After all that, I still have no idea what the ending is
trying to tell me. It feels like they cut the movie off right at the end of act
two. There’s rising action (well kind of) and everything seems to be falling
apart for our protagonist: She’s lost her boyfriend, she’s taken drugs and had
sex with a coworker and her client has died in the bed next to her, but all of
this is supposed to lead to some kind of ending; not be the ending. Concluding
the movie the way Julia Leigh did, is both pompous and disrespectful to your
audience. Even a story that kicked you in the gut as much as the “Passion of
the Christ”, has some sort of redeeming ending before the credits roll. The arrogant
thing to say is ‘that we all can have happily ever after’, but ending the movie
when a character is about to get enlightened; is the equivalent of giving the
middle finger to your paying customers. She’d of been better off killing Lucy, which she may have, but left it too ambiguous for someone to grasp on first viewing.
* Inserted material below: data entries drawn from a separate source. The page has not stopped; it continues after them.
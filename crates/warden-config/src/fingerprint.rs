//! Content fingerprints for change detection
//!
//! A fingerprint is the SHA-256 digest of the RFC 8785 canonical serialization of
//! a value, so key order and whitespace in the source document never matter.

use serde::Serialize;
use sha2::{Digest, Sha256};
use std::fmt;
use warden_foundation::WardenResult;

/// Hex-encoded SHA-256 digest of a canonical serialization
#[derive(Debug, Clone, PartialEq, Eq, Hash)]
pub struct Fingerprint(String);

impl Fingerprint {
    /// Fingerprint any serializable value by its canonical content
    pub fn of<T: Serialize>(value: &T) -> WardenResult<Self> {
        let canonical = serde_jcs::to_vec(value)?;
        Ok(Self::of_bytes(&canonical))
    }

    fn of_bytes(bytes: &[u8]) -> Self {
        let mut hasher = Sha256::new();
        hasher.update(bytes);
        Self(format!("{:x}", hasher.finalize()))
    }

    pub fn as_str(&self) -> &str {
        &self.0
    }

    /// First 12 hex digits, for log lines
    pub fn short(&self) -> &str {
        &self.0[..self.0.len().min(12)]
    }
}

impl fmt::Display for Fingerprint {
    fn fmt(&self, f: &mut fmt::Formatter<'_>) -> fmt::Result {
        f.write_str(&self.0)
    }
}
//! Process orchestration and protocol proxy engine
//!
//! Control flow, leaves first:
//! - [`channel`]: correlated JSON-RPC over one provider's stdin/stdout
//! - [`supervisor`]: provider process lifecycle (with [`terminate`] for process trees)
//! - [`discovery`] and [`schema`]: tool catalogs and parameter contracts
//! - [`registry`]: the authorization-gated exposed tool set and the [`ToolSink`] seam
//! - [`reconcile`]: the polling loop tying it all to the configuration documents

pub mod channel;
pub mod discovery;
pub mod reconcile;
pub mod registry;
pub mod schema;
pub mod supervisor;
pub mod terminate;

pub use channel::{ChannelOptions, FrameDecoder, ProviderChannel};
pub use discovery::{discover, ProviderClient};
pub use reconcile::{Reconciler, TickOutcome};
pub use registry::{
    AuthorizationRegistry, ProviderToolHandler, Registry, RegistryUpdate, ToolHandler,
    ToolRegistration, ToolSink,
};
pub use schema::{adapt_schema, SchemaNode};
pub use supervisor::{ProcessStatus, ProcessSupervisor, ReconcileSummary, SupervisorOptions};
//! warden: an MCP gateway
//!
//! `warden start` supervises the configured tool providers and serves the tools
//! the authorization policy allows over stdio. `warden setup` bootstraps the
//! configuration root from an existing MCP client configuration.

pub mod cli;
pub mod gateway;
pub mod setup;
“Sleeping Beauty” is a movie that I don’t think he knows
what it wants to be. Does it want to be a coming-of-age tale? Or does it want
to be an uncomfortable, emotionally-gripping drama? Because the way this movie
was made, it's nowhere close to either. The movie ends too soon to be a
coming-of-age and the lack of connection with Lucy keeps it from being the latter.
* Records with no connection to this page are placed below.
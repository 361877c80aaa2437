//! The live tool interface and its host
//!
//! A [`ToolInterface`] is immutable once published. Incremental updates publish a
//! copy with the new registrations added, full replacement publishes a fresh one;
//! either way readers holding the previous `Arc` keep a consistent view until they
//! finish.

use parking_lot::RwLock;
use std::collections::BTreeMap;
use std::sync::Arc;
use tokio::sync::watch;
use tracing::debug;
use warden_proxy::{ToolRegistration, ToolSink};

/// Registrations keyed by composite name
#[derive(Debug, Clone, Default)]
pub struct ToolInterface {
    tools: BTreeMap<String, ToolRegistration>,
}

impl ToolInterface {
    pub fn new(registrations: Vec<ToolRegistration>) -> Self {
        let mut interface = Self::default();
        interface.register(registrations);
        interface
    }

    fn register(&mut self, registrations: Vec<ToolRegistration>) {
        for registration in registrations {
            self.tools.insert(registration.tool.name.clone(), registration);
        }
    }

    pub fn get(&self, name: &str) -> Option<&ToolRegistration> {
        self.tools.get(name)
    }

    /// Registrations in composite-name order
    pub fn registrations(&self) -> impl Iterator<Item = &ToolRegistration> {
        self.tools.values()
    }

    pub fn names(&self) -> Vec<String> {
        self.tools.keys().cloned().collect()
    }

    pub fn len(&self) -> usize {
        self.tools.len()
    }

    pub fn is_empty(&self) -> bool {
        self.tools.is_empty()
    }
}

/// Holds the interface currently served upstream.
///
/// Every change bumps a revision counter observable through [`subscribe`](Self::subscribe).
pub struct InterfaceHost {
    current: RwLock<Arc<ToolInterface>>,
    revision: watch::Sender<u64>,
}

impl Default for InterfaceHost {
    fn default() -> Self {
        Self::new()
    }
}

impl InterfaceHost {
    pub fn new() -> Self {
        let (revision, _) = watch::channel(0);
        Self {
            current: RwLock::new(Arc::new(ToolInterface::default())),
            revision,
        }
    }

    /// The interface as of now
    pub fn snapshot(&self) -> Arc<ToolInterface> {
        self.current.read().clone()
    }

    pub fn revision(&self) -> u64 {
        *self.revision.borrow()
    }

    pub fn subscribe(&self) -> watch::Receiver<u64> {
        self.revision.subscribe()
    }

    fn publish(&self, interface: ToolInterface) {
        let tools = interface.len();
        *self.current.write() = Arc::new(interface);
        self.revision.send_modify(|revision| *revision += 1);
        debug!(tools, revision = self.revision(), "Published tool interface");
    }
}

impl ToolSink for InterfaceHost {
    fn add_tools(&self, registrations: Vec<ToolRegistration>) {
        if registrations.is_empty() {
            return;
        }
        let mut next = (*self.snapshot()).clone();
        next.register(registrations);
        self.publish(next);
    }

    fn replace_interface(&self, registrations: Vec<ToolRegistration>) {
        self.publish(ToolInterface::new(registrations));
    }
}

#[cfg(test)]
mod tests {
    use super::*;
    use async_trait::async_trait;
    use pretty_assertions::assert_eq;
    use serde_json::{json, Value};
    use warden_foundation::{ExposedTool, ParamContract, ToolBinding};
    use warden_proxy::ToolHandler;

    struct Constant(Value);

    #[async_trait]
    impl ToolHandler for Constant {
        async fn invoke(&self, _arguments: Value) -> Value {
            self.0.clone()
        }
    }

    fn registration(provider_id: &str, tool_name: &str) -> ToolRegistration {
        let binding = ToolBinding::new(provider_id, tool_name);
        ToolRegistration {
            tool: ExposedTool {
                name: binding.composite_name(),
                description: format!("{} tool", tool_name),
                contract: ParamContract::any(),
                binding,
            },
            handler: Arc::new(Constant(json!(tool_name))),
        }
    }

    #[test]
    fn test_add_tools_keeps_existing_registrations() {
        let host = InterfaceHost::new();
        host.add_tools(vec![registration("alpha", "sum")]);
        let before = host.snapshot();
        let sum_handler = before.get("alpha__sum").unwrap().handler.clone();

        host.add_tools(vec![registration("alpha", "sub")]);
        let after = host.snapshot();

        assert_eq!(after.names(), vec!["alpha__sub", "alpha__sum"]);
        assert!(Arc::ptr_eq(&after.get("alpha__sum").unwrap().handler, &sum_handler));
        // The old snapshot is untouched
        assert_eq!(before.names(), vec!["alpha__sum"]);
        assert_eq!(host.revision(), 2);
    }

    #[test]
    fn test_replace_interface_discards_everything_else() {
        let host = InterfaceHost::new();
        host.add_tools(vec![registration("alpha", "sum"), registration("beta", "sum")]);
        host.replace_interface(vec![registration("beta", "sum")]);

        let interface = host.snapshot();
        assert_eq!(interface.names(), vec!["beta__sum"]);
        assert!(interface.get("alpha__sum").is_none());
    }

    #[test]
    fn test_replace_with_nothing_empties_the_interface() {
        let host = InterfaceHost::new();
        host.add_tools(vec![registration("alpha", "sum")]);
        host.replace_interface(Vec::new());
        assert!(host.snapshot().is_empty());
        assert_eq!(host.revision(), 2);
    }

    #[test]
    fn test_empty_addition_does_not_bump_revision() {
        let host = InterfaceHost::new();
        host.add_tools(Vec::new());
        assert_eq!(host.revision(), 0);
    }

    #[tokio::test]
    async fn test_subscribers_observe_changes() {
        let host = InterfaceHost::new();
        let mut revisions = host.subscribe();
        host.add_tools(vec![registration("alpha", "sum")]);
        revisions.changed().await.unwrap();
        assert_eq!(*revisions.borrow_and_update(), 1);
    }
}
I think the writer had a good high-concept idea with the sleeping beauties --young girls
that older men pay to do anything they want with them sans penetration -- but what she forgot
was to make an actual compelling story around this idea. I honestly do not know
how it got the praise it did because it is an awfully executed movie – from top to
bottom.
Rating: 3/10 – This is the first movie in a long time that
made me do a dismissive wanking motion as the credits ran. It really felt like
a waste of my time, and I’ve watched Little Hercules. At least that movie had
structure, even if was very poor structure. A film needs to have a beginning,
middle and end, and that end must conclude the movie; whether it’s happily ever
after or not, it still needs to finish the movie. I can see comparisons to "Inception", but that movie concluded even though it left the dream or not a dream question.